### What is being asked
Which lines of the data contain the string "keys"? Copy every one of them.

--------------------------------

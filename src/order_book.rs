//! Single-ticker order book: bid and ask price levels, id counter, lifecycle flag.
//!
//! Not synchronised; [`crate::Engine`] wraps it in a mutex. Each price level is
//! ordered by `submitted_at` (oldest first). Best bid is the highest price, best
//! ask the lowest. Matching lives in [`crate::matching`].

use std::collections::{BTreeMap, VecDeque};

use rust_decimal::Decimal;

use crate::error::BookError;
use crate::types::{Order, OrderId, OrderRequest, Side};

/// Price -> time-ordered queue of resting orders.
type Levels = BTreeMap<Decimal, VecDeque<Order>>;

/// One price level in a [`BookSnapshot`].
#[derive(Clone, Debug, PartialEq, serde::Serialize, serde::Deserialize)]
pub struct LevelSnapshot {
    pub price: Decimal,
    /// Oldest first.
    pub orders: Vec<Order>,
}

/// Point-in-time copy of the book. Bids highest price first, asks lowest price first.
#[derive(Clone, Debug, PartialEq, serde::Serialize, serde::Deserialize)]
pub struct BookSnapshot {
    pub ticker: String,
    pub bids: Vec<LevelSnapshot>,
    pub asks: Vec<LevelSnapshot>,
}

impl BookSnapshot {
    pub fn is_empty(&self) -> bool {
        self.bids.is_empty() && self.asks.is_empty()
    }

    /// All resting orders, bids then asks, in priority order.
    pub fn orders(&self) -> impl Iterator<Item = &Order> {
        self.bids
            .iter()
            .chain(self.asks.iter())
            .flat_map(|level| level.orders.iter())
    }
}

#[derive(Debug)]
pub struct OrderBook {
    ticker: String,
    bids: Levels,
    asks: Levels,
    next_order_id: u64,
    last_timestamp: u64,
    closed: bool,
}

impl OrderBook {
    pub fn new(ticker: impl Into<String>) -> Self {
        Self {
            ticker: ticker.into(),
            bids: BTreeMap::new(),
            asks: BTreeMap::new(),
            next_order_id: 1,
            last_timestamp: 0,
            closed: false,
        }
    }

    pub fn ticker(&self) -> &str {
        &self.ticker
    }

    /// Validate and insert an order at its price level. Does not run matching.
    ///
    /// `now` is the submission time in nanoseconds; it is clamped so timestamps never
    /// go backwards, which keeps time priority equal to insertion order.
    pub fn add_order(&mut self, request: OrderRequest, now: u64) -> Result<Order, BookError> {
        if self.closed {
            return Err(BookError::Closed);
        }
        request.validate(&self.ticker)?;

        let id = OrderId(self.next_order_id);
        self.next_order_id += 1;
        let submitted_at = now.max(self.last_timestamp);
        self.last_timestamp = submitted_at;

        let order = Order {
            id,
            side: request.side,
            kind: request.kind,
            price: request.price,
            size: request.size,
            ticker: request.ticker,
            submitted_at,
        };
        let level = self.levels_mut(order.side).entry(order.price).or_default();
        let key = (order.submitted_at, order.id);
        let pos = level.partition_point(|o| (o.submitted_at, o.id) <= key);
        level.insert(pos, order.clone());
        Ok(order)
    }

    /// Best bid price (None if empty).
    pub fn best_bid(&self) -> Option<Decimal> {
        self.bids.keys().next_back().copied()
    }

    /// Best ask price (None if empty).
    pub fn best_ask(&self) -> Option<Decimal> {
        self.asks.keys().next().copied()
    }

    /// True when the best bid is at or above the best ask.
    pub fn is_crossed(&self) -> bool {
        matches!((self.best_bid(), self.best_ask()), (Some(b), Some(a)) if b >= a)
    }

    pub fn order_count(&self) -> usize {
        self.bids.values().chain(self.asks.values()).map(VecDeque::len).sum()
    }

    pub fn is_empty(&self) -> bool {
        self.bids.is_empty() && self.asks.is_empty()
    }

    pub fn is_closed(&self) -> bool {
        self.closed
    }

    /// Mark the book closed and drop every order that does not survive shutdown.
    /// Returns the number of orders removed.
    pub fn close(&mut self) -> usize {
        self.closed = true;
        retain_survivors(&mut self.bids) + retain_survivors(&mut self.asks)
    }

    pub fn snapshot(&self) -> BookSnapshot {
        let level = |(price, queue): (&Decimal, &VecDeque<Order>)| LevelSnapshot {
            price: *price,
            orders: queue.iter().cloned().collect(),
        };
        BookSnapshot {
            ticker: self.ticker.clone(),
            bids: self.bids.iter().rev().map(level).collect(),
            asks: self.asks.iter().map(level).collect(),
        }
    }

    /// Head (oldest) orders of the levels at `bid_price` and `ask_price`.
    pub(crate) fn heads_mut(&mut self, bid_price: Decimal, ask_price: Decimal) -> Option<(&mut Order, &mut Order)> {
        let bid = self.bids.get_mut(&bid_price)?.front_mut()?;
        let ask = self.asks.get_mut(&ask_price)?.front_mut()?;
        Some((bid, ask))
    }

    pub(crate) fn head_mut(&mut self, side: Side, price: Decimal) -> Option<&mut Order> {
        self.levels_mut(side).get_mut(&price)?.front_mut()
    }

    /// Remove the head order at `price`, dropping the level if it empties.
    pub(crate) fn pop_head(&mut self, side: Side, price: Decimal) -> Option<Order> {
        let levels = self.levels_mut(side);
        let queue = levels.get_mut(&price)?;
        let head = queue.pop_front();
        if queue.is_empty() {
            levels.remove(&price);
        }
        head
    }

    /// Panics if any book invariant is broken: empty level, zero size, order on the
    /// wrong side or price, time priority out of order, or duplicate ids.
    pub fn assert_invariants(&self) {
        let mut ids = std::collections::HashSet::new();
        for (side, levels) in [(Side::Buy, &self.bids), (Side::Sell, &self.asks)] {
            for (price, queue) in levels {
                assert!(!queue.is_empty(), "empty price level {} on {:?}", price, side);
                for order in queue {
                    assert!(order.size > 0, "order {} rests with zero size", order.id);
                    assert_eq!(order.side, side, "order {} on wrong side", order.id);
                    assert_eq!(order.price, *price, "order {} at wrong level", order.id);
                    assert!(order.id.0 < self.next_order_id, "order {} from the future", order.id);
                    assert!(ids.insert(order.id), "duplicate order id {}", order.id);
                }
                for pair in queue.iter().collect::<Vec<_>>().windows(2) {
                    assert!(
                        (pair[0].submitted_at, pair[0].id) < (pair[1].submitted_at, pair[1].id),
                        "time priority broken at {}",
                        price
                    );
                }
            }
        }
    }

    fn levels_mut(&mut self, side: Side) -> &mut Levels {
        match side {
            Side::Buy => &mut self.bids,
            Side::Sell => &mut self.asks,
        }
    }
}

fn retain_survivors(levels: &mut Levels) -> usize {
    let mut removed = 0;
    levels.retain(|_, queue| {
        let before = queue.len();
        queue.retain(|o| o.kind.survives_shutdown());
        removed += before - queue.len();
        !queue.is_empty()
    });
    removed
}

--------------------------------

### Result for this task
        self.bids.keys().next_back().copied()
        self.asks.keys().next().copied()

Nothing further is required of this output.